A Holiday In Pain

Dear… Obscure Relations / Those-Who-Think-They-Know-Us-But-Haven’t-A-Clue / Random Citizen who has the misfortune of crossing my path during the next few days or weeks….

I’m not happy. In fact, I’m f#(&ing pissed. Not positive. I refuse to see the positive side of the “special needs” life at the moment. In particular, I cannot fathom what good is coming from my son’s epilepsy. My son’s INTRACTABLE, UNSTOPPABLE EPILEPTIC FORCE that swings machetes at what’s left of his mind.

I’m pissed at the insurance company. I’m pissed at researchers who haven’t figured this s#!^ out yet. I’m pissed at every doctor that’s ever missed this in my son and others. I’m pissed at our first OB who missed the blood clots that ultimately caused my son’s stroke and cerebral palsy and reportedly, his epilepsy. I’m pissed at everyone.

So, while I’m usually very adamant about the fact that every person has his / her own weight to carry, and adamant that anyone can talk about their excitements and sorrows without fear of thinking their concerns aren’t as important as a special needs family’s…THIS IS NOT THAT TIME.

Don’t ask me to do another thing for you so you can get ready for your party; don’t tell me about what’s “inconvenient” for you. Should you cross my path and complain about the perfect place setting for the holiday party you’re throwing, or that you’re so stressed baking cookies for your kid’s school parties, or that your damn dentist refuses to see you right away and you really want your teeth whitened to start the New Year…please save your breath and $crew off; I don’t want to hear it.

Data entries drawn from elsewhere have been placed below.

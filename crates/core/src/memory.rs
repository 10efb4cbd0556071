// In-memory implementations for examples and testing
//
// InMemoryAgentStore applies saves the way the backend does, so sessions can
// be exercised end to end without a server.

use async_trait::async_trait;
use chrono::Utc;
use std::collections::HashMap;
use std::sync::Arc;
use tokio::sync::RwLock;

use crate::agent::{AgentRecord, EMBEDDINGS_IN_PROGRESS};
use crate::error::StoreError;
use crate::files;
use crate::session::SavePayload;
use crate::traits::{AgentStore, StoreResult};
use crate::validation::sanitize_agent_name;

// ============================================================================
// InMemoryAgentStore - Stores agents in memory
// ============================================================================

/// In-memory agent store
///
/// Stores agents in a HashMap keyed by their sanitized name.
#[derive(Debug, Default, Clone)]
pub struct InMemoryAgentStore {
    agents: Arc<RwLock<HashMap<String, AgentRecord>>>,
}

impl InMemoryAgentStore {
    /// Create a new in-memory agent store
    pub fn new() -> Self {
        Self::default()
    }

    /// Pre-populate with an agent (useful for testing)
    pub async fn seed(&self, record: AgentRecord) {
        self.agents.write().await.insert(record.name.clone(), record);
    }

    /// Mark an agent's embeddings as finished
    pub async fn finish_processing(&self, name: &str) {
        if let Some(record) = self.agents.write().await.get_mut(name) {
            record.embeddings_status.clear();
        }
    }

    /// Number of stored agents
    pub async fn len(&self) -> usize {
        self.agents.read().await.len()
    }

    pub async fn is_empty(&self) -> bool {
        self.agents.read().await.is_empty()
    }

    fn create(
        agents: &mut HashMap<String, AgentRecord>,
        payload: &SavePayload,
    ) -> StoreResult<AgentRecord> {
        let name = sanitize_agent_name(&payload.name);
        if name.is_empty() {
            return Err(StoreError::rejected(400, "Agent name is required"));
        }
        if agents.contains_key(&name) {
            return Err(StoreError::rejected(
                409,
                format!("Agent {} already exists", name),
            ));
        }

        let now = Utc::now().timestamp();
        let new_names: Vec<&str> = payload.new_files.iter().map(|f| f.name.as_str()).collect();
        let record = AgentRecord {
            name: name.clone(),
            instructions: payload.instructions.clone(),
            welcome_message: payload.welcome_message.clone(),
            suggested_prompts: payload.suggested_prompts.clone(),
            files: files::join_names(&new_names),
            embeddings_status: if new_names.is_empty() {
                String::new()
            } else {
                EMBEDDINGS_IN_PROGRESS.to_string()
            },
            created_on: Some(now),
            updated_on: Some(now),
            ..Default::default()
        };
        tracing::debug!(agent = %name, files = new_names.len(), "Created agent");
        agents.insert(name, record.clone());
        Ok(record)
    }

    fn update(
        agents: &mut HashMap<String, AgentRecord>,
        name: &str,
        payload: &SavePayload,
    ) -> StoreResult<AgentRecord> {
        let record = agents
            .get_mut(name)
            .ok_or_else(|| StoreError::NotFound(name.to_string()))?;

        let deleted = payload.deleted_names();
        let mut names: Vec<String> = record
            .file_names()
            .into_iter()
            .filter(|existing| !deleted.contains(existing))
            .collect();
        let before = names.len();
        for file in &payload.new_files {
            if !names.contains(&file.name) {
                names.push(file.name.clone());
            }
        }
        let files_changed = names.len() != before || !deleted.is_empty();

        record.instructions = payload.instructions.clone();
        record.welcome_message = payload.welcome_message.clone();
        record.suggested_prompts = payload.suggested_prompts.clone();
        record.files = files::join_names(&names);
        if files_changed {
            record.embeddings_status = EMBEDDINGS_IN_PROGRESS.to_string();
        }
        record.updated_on = Some(Utc::now().timestamp());
        tracing::debug!(agent = %name, files_changed, "Updated agent");
        Ok(record.clone())
    }
}

#[async_trait]
impl AgentStore for InMemoryAgentStore {
    async fn list_agents(&self) -> StoreResult<Vec<AgentRecord>> {
        let mut agents: Vec<AgentRecord> = self.agents.read().await.values().cloned().collect();
        agents.sort_by(|a, b| a.name.cmp(&b.name));
        Ok(agents)
    }

    async fn fetch_agent(&self, name: &str) -> StoreResult<AgentRecord> {
        self.agents
            .read()
            .await
            .get(name)
            .cloned()
            .ok_or_else(|| StoreError::NotFound(name.to_string()))
    }

    async fn save_agent(
        &self,
        name: Option<&str>,
        payload: &SavePayload,
    ) -> StoreResult<AgentRecord> {
        let mut agents = self.agents.write().await;
        match name {
            None => Self::create(&mut agents, payload),
            Some(name) => Self::update(&mut agents, name, payload),
        }
    }

    async fn delete_agent(&self, name: &str) -> StoreResult<()> {
        self.agents
            .write()
            .await
            .remove(name)
            .map(|_| ())
            .ok_or_else(|| StoreError::NotFound(name.to_string()))
    }
}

TearFor once, for this particular time in my family’s life, I’m going to say that shit isn’t very important. In fact, it isn’t important at all. While you’re cooking dinner for your family wondering how you’re going to get your house cleaned before the in-laws come around, I’m contemplating putting my son on about the 13th DRUG to try to stop his epilepsy; I’m contemplating the fact that we will have to use the meds we’ve previously refused because they ultimately will cause his liver failure or will reproduce the rages of his past – and that there’s a huge possibility that they won’t work anyway. Which then leads me to contemplate the very real probability that we will begin procedures for brain surgery.

When I finish contemplating that, I’ll return to my next step in our journey of begging – BEGGING the insurance company for just a few more IVIG treatments that cost $20,000 a day, two days at a time or LOSING THE BEST BENEFITS WE’VE SEEN FROM A TREATMENT YET resulting in us losing our son AGAIN. But you can contemplate your disapproval of my family’s lack of warmth in accepting your demands for holiday joy.

So, unfortunately if you’re looking for my positive side, my inspirational, supportive, even-keeled persona to get you through…you might want to look elsewhere. In fact, I encourage you to look elsewhere because my sorrow and anger run so deeply that even though I may get a second to breathe, it will be a second, then the contemplations will return, and I fear it won’t leave for quite some time.

Sincerely,

The Grieving Warrior

P.S. For those who truly, honestly, genuinely and wholeheartedly have been on this journey with us…this is not to you. To you, I again ask for your compassion, and a shoulder to cry on.

Gina St. Aubin
Gina St. Aubin is a former Victim’s Advocate who now advocates for those with intellectual and physical challenges. Her eldest son is diagnosed with Cerebral Palsy, Autism, Sensory Processing Disorder, Electrical Status Epilepticus during Sleep / Landau-Kleffner Syndrome (a rare epileptic disorder causing verbal aphasia) and Developmental Delays. In June, 2012, her son also underwent a successful hemispherectomy. Gina is the editor, author and owner of Special Happens, serves as a member of the Board of Directors for the SPD Foundation, and resides in Colorado where she is a mother of 3, wife, blogger, writer and special needs advocate. You can reach Gina through various Special Happens connections on Facebook and Twitter, or email her directly.
Gina St. Aubin
Gina St. Aubin

14 Responses to A Holiday In Pain

  1. Though we grieve, we will never stop. As warriors we cannot. God bless you, your precious son and your family. May you all find peace and comfort for the holidays and every day.

    Thank you for your words.

  2. You know what? I’m pissed for you! I totally get what you mean about all the little stuff that people whine about day in and day out. I do not have a child with special needs, but I watched as my father fought a two year, three month battle with cancer and the strongest man I know became one of the weakest. Yet, that was not my child. So I cannot comprehend what you are going through. I only know you have every right to be pissed. Go with it.